### Problem details
Copy, word for word, each line of the data below from the first through the line containing "const SAMPLE_METADATA: &str", and stop there.
---------- Given records ----------
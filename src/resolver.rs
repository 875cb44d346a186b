use serde_json::Value;
use tracing::{debug, warn};

use crate::domain::{HIT_COLUMNS, Hit, SampleMetadataEntry};
use crate::error::ToolkitError;
use crate::jsonapi::{JsonApiClient, Resource};
use crate::table::{Row, RowTable};

pub const SAMPLES: &str = "samples";
pub const RUNS: &str = "runs";
const SAMPLE_RELATIONSHIP: &str = "sample";
const SAMPLE_METADATA: &str = "sample-metadata";

/// Turns search hits into metadata rows by looking every accession up in the
/// metadata API.
pub struct MetadataResolver<'a, J: JsonApiClient> {
    api: &'a J,
}

impl<'a, J: JsonApiClient> MetadataResolver<'a, J> {
    pub fn new(api: &'a J) -> Self {
        Self { api }
    }

    /// Builds one row per hit/accession pair. A later pair with the same key
    /// replaces the earlier row.
    pub fn resolve(&self, hits: &[Hit]) -> Result<RowTable, ToolkitError> {
        let mut table = RowTable::new();
        for hit in hits {
            for accession in hit.accessions() {
                debug!("Accession {accession}");
                let key = hit.row_key(&accession);
                let row = self.resolve_accession(hit, &accession)?;
                table.insert(key, row);
            }
        }
        Ok(table)
    }

    fn resolve_accession(&self, hit: &Hit, accession: &str) -> Result<Row, ToolkitError> {
        let mut row: Row = hit
            .scalar_fields(accession)
            .into_iter()
            .map(|(column, value)| (column.to_string(), value))
            .collect();

        let Some(sample) = self.find_sample(accession)? else {
            debug!("no sample metadata for {accession}");
            return Ok(row);
        };

        for entry in sample_metadata(&sample)? {
            let column = entry.column();
            let value = entry.rendered_value();
            let previous = row.insert(column.clone(), value);
            if previous.is_some() && HIT_COLUMNS.contains(&column.as_str()) {
                warn!("metadata key {column} replaces hit field of {accession}");
            }
        }
        Ok(row)
    }

    /// Sample lookup with run fallback; `None` when neither exists.
    pub fn find_sample(&self, accession: &str) -> Result<Option<Resource>, ToolkitError> {
        match self.api.get(SAMPLES, accession) {
            Ok(sample) => return Ok(Some(sample)),
            Err(err) if err.is_not_found() => {
                debug!("{accession} is not a sample, trying runs");
            }
            Err(err) => return Err(err),
        }

        let run = match self.api.get(RUNS, accession) {
            Ok(run) => run,
            Err(err) if err.is_not_found() => return Ok(None),
            Err(err) => return Err(err),
        };
        match self.api.related_one(&run, SAMPLE_RELATIONSHIP) {
            Ok(sample) => Ok(Some(sample)),
            Err(err) if err.is_not_found() => Ok(None),
            Err(err) => Err(err),
        }
    }
}

/// Metadata entries of a sample resource; absent or null means none.
pub fn sample_metadata(sample: &Resource) -> Result<Vec<SampleMetadataEntry>, ToolkitError> {
    match sample.attribute(SAMPLE_METADATA) {
        None | Some(Value::Null) => Ok(Vec::new()),
        Some(value) => serde_json::from_value(value.clone()).map_err(|err| {
            ToolkitError::ApiHttp(format!(
                "malformed sample metadata for {}: {err}",
                sample.id
            ))
        }),
    }
}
----------
### Problem solution
filename src/resolver.rs
repository 875cb44d346a186b
use serde_json::Value;
use tracing::{debug, warn};

use crate::domain::{HIT_COLUMNS, Hit, SampleMetadataEntry};
use crate::error::ToolkitError;
use crate::jsonapi::{JsonApiClient, Resource};
use crate::table::{Row, RowTable};

pub const SAMPLES: &str = "samples";
pub const RUNS: &str = "runs";
const SAMPLE_RELATIONSHIP: &str = "sample";
const SAMPLE_METADATA: &str = "sample-metadata";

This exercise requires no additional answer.